Perché dopo tanto parlare di riscaldamento globale, cioè dell'aumento della temperatura del pianeta, gli effetti tangibili di questo fenomeno sono ora sotto gli occhi di tutti. La temperatura del Mediterraneo è aumentata sensibilmente di qualche grado, offrendo un habitat favorevole a meduse di proporzioni inusuali, così come al largo (ma non solo) delle coste sarde non sono più una rarità gli squali e i barracuda. Tropicalizzazione non significa quindi solo il caldo simile a quello dei Caraibi, con una distinzione netta, repentina tra la fine della lunghissima estate e l'inizio di quella che ha tutte le caratteristiche di una "stagione delle piogge", ma anche fare i conti con trombe d'aria, bombe d'acqua, mari in burrasca con onde altissime e spaventose, nubifragi, alluvioni, esondazioni.

Tutto questo con una frequenza alla quale in Italia non eravamo assolutamente abituati. Peggio: non eravamo per niente preparati. Un esempio su tutti, quei tre milioni di euro non spesi a Genova per contrastare i rischi idrogeologici e che invece, complice una burocrazia bizantina e assassina, son ricomparsi nelle cronache dopo la prima vittima.

Perché i cicloni e le ormai apocalittiche perturbazioni se ne fregano dei tempi biblici degli uffici dell'italico paese, provocando danni e mietendo vittime come moderni sacrifici umani. L'Italia, lo si sa da anni, è un paese ad altissimo rischio idrogeologico; nonostante questo, si è continuato a disboscare, costruire ovunque, concedere condoni per innumerevoli abusi.

Si è davvero ipotecato il futuro delle generazioni successive, perché la conta dei danni (e siamo soltanto a metà novembre) si va aggiornando ora dopo ora. Come se l'Ambiente, il territorio, l'aria e le acque che abbiamo stuprato, depredato, avvelenato in ogni modo possibile e immaginabile si fossero stufati (come dar loro torto?) di questa deprecabilissima situazione e manifestassero nell'unico modo possibile, l'urlo rabbioso di un uragano, il proprio sdegno.
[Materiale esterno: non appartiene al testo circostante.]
// ABOUTME: Shared test fixtures: mock collaborators and context builders
// ABOUTME: Used by the integration tests to assemble an engine without a host
//
// Licensed under either of Apache License, Version 2.0 or MIT License at your option.

#![allow(dead_code)]
#![allow(clippy::unwrap_used, clippy::expect_used, clippy::panic)]
#![allow(missing_docs)]

use ids_engine::cache::InMemoryStateCache;
use ids_engine::config::OAuthConfig;
use ids_engine::constants::oauth::{GrantType, ResponseType};
use ids_engine::context::{EndpointPipelines, EngineConfig, EngineContext};
use ids_engine::errors::{EngineError, EngineResult};
use ids_engine::oidc::KeySource;
use ids_engine::pipeline::EndpointRequest;
use ids_engine::response::ProviderResponse;
use ids_engine::session::{SessionManager, UserInfo};
use ids_engine::upstream::{EndpointMethod, UpstreamClient};
use ids_engine::urls::MountedUrls;
use std::collections::HashMap;
use std::sync::atomic::{AtomicBool, Ordering};
use std::sync::{Arc, Mutex};

pub const ISSUER: &str = "https://idp.example.com";

/// Key source returning a fixed JWKS document
pub struct FixedKeySource {
    pub json: String,
}

impl FixedKeySource {
    pub fn rsa_pair() -> Self {
        Self {
            json: r#"{
                "keys": [{
                    "kty": "RSA",
                    "use": "sig",
                    "kid": "test-key",
                    "alg": "RS256",
                    "n": "test-modulus",
                    "e": "AQAB",
                    "d": "test-private-exponent"
                }]
            }"#
            .to_owned(),
        }
    }
}

#[async_trait::async_trait]
impl KeySource for FixedKeySource {
    async fn jwks_json(&self, _identity: &str) -> EngineResult<String> {
        Ok(self.json.clone())
    }
}

/// Session manager recording which lifecycle calls were made
#[derive(Default)]
pub struct RecordingSessions {
    pub user: Mutex<Option<UserInfo>>,
    pub removed: AtomicBool,
    pub invalidated: AtomicBool,
}

impl RecordingSessions {
    pub fn with_user(user: UserInfo) -> Self {
        Self {
            user: Mutex::new(Some(user)),
            ..Self::default()
        }
    }

    pub fn was_invalidated(&self) -> bool {
        self.invalidated.load(Ordering::SeqCst)
    }

    pub fn was_removed(&self) -> bool {
        self.removed.load(Ordering::SeqCst)
    }
}

#[async_trait::async_trait]
impl SessionManager for RecordingSessions {
    async fn user(&self, _request: &EndpointRequest) -> EngineResult<Option<UserInfo>> {
        Ok(self.user.lock().map_err(poisoned)?.clone())
    }

    async fn remove_user(&self, _request: &EndpointRequest) -> EngineResult<()> {
        self.removed.store(true, Ordering::SeqCst);
        *self.user.lock().map_err(poisoned)? = None;
        Ok(())
    }

    async fn invalidate(&self, _request: &EndpointRequest) -> EngineResult<()> {
        self.invalidated.store(true, Ordering::SeqCst);
        Ok(())
    }
}

fn poisoned<T>(_: T) -> EngineError {
    EngineError::Internal("session mutex poisoned".to_owned())
}

/// Upstream client returning a canned JSON body and recording the call
pub struct CannedUpstream {
    pub body: String,
    pub last_call: Mutex<Option<(EndpointMethod, String, HashMap<String, String>)>>,
}

impl CannedUpstream {
    pub fn returning(body: &str) -> Self {
        Self {
            body: body.to_owned(),
            last_call: Mutex::new(None),
        }
    }
}

#[async_trait::async_trait]
impl UpstreamClient for CannedUpstream {
    async fn request(
        &self,
        method: EndpointMethod,
        url: &str,
        params: &HashMap<String, String>,
        _bearer: Option<&str>,
    ) -> EngineResult<ProviderResponse> {
        *self.last_call.lock().map_err(|_| {
            EngineError::Internal("upstream mutex poisoned".to_owned())
        })? = Some((method, url.to_owned(), params.clone()));
        ProviderResponse::from_json(&self.body)
    }
}

/// A context wired with in-memory collaborators and the given pipelines
pub fn test_context(
    pipelines: EndpointPipelines,
    sessions: Arc<RecordingSessions>,
    upstream: Arc<CannedUpstream>,
) -> Arc<EngineContext> {
    let ctx = EngineContext::builder()
        .config(EngineConfig::default())
        .cache(Arc::new(InMemoryStateCache::new(64)))
        .urls(Arc::new(MountedUrls::new(ISSUER)))
        .keys(Arc::new(FixedKeySource::rsa_pair()))
        .sessions(sessions)
        .upstream(upstream)
        .pipelines(pipelines)
        .build()
        .unwrap();
    Arc::new(ctx)
}

/// A valid authorization-code flow configuration
pub fn code_flow_config() -> OAuthConfig {
    OAuthConfig {
        token_url: format!("{ISSUER}/oauth/token"),
        authorization_url: format!("{ISSUER}/oauth/authorize"),
        userinfo_url: format!("{ISSUER}/oauth/userinfo"),
        client_id: "c1".to_owned(),
        client_secret: "s3cr3t".to_owned(),
        response_type: ResponseType::Code,
        grant_type: GrantType::AuthorizationCode,
        scopes: vec!["openid".to_owned(), "profile".to_owned()],
        ..OAuthConfig::default()
    }
}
Siamo qui a riempirci la bocca delle nostre piccole miserie umane, ma può darsi che questa sia la volta buona per ricordarci che il pianeta non è nostro, anzi, siamo noi a viverci sopra come ospiti, purtroppo spesso e a ragione, indesiderati.

Tra le immagini più vivide, una giovane mamma che trascina via i propri figli, fuggendo da casa, con l'acqua alle ginocchia, verso l'auto già in moto dove il marito la aspetta incitandola a fare più in fretta. Speriamo di farcela anche noi.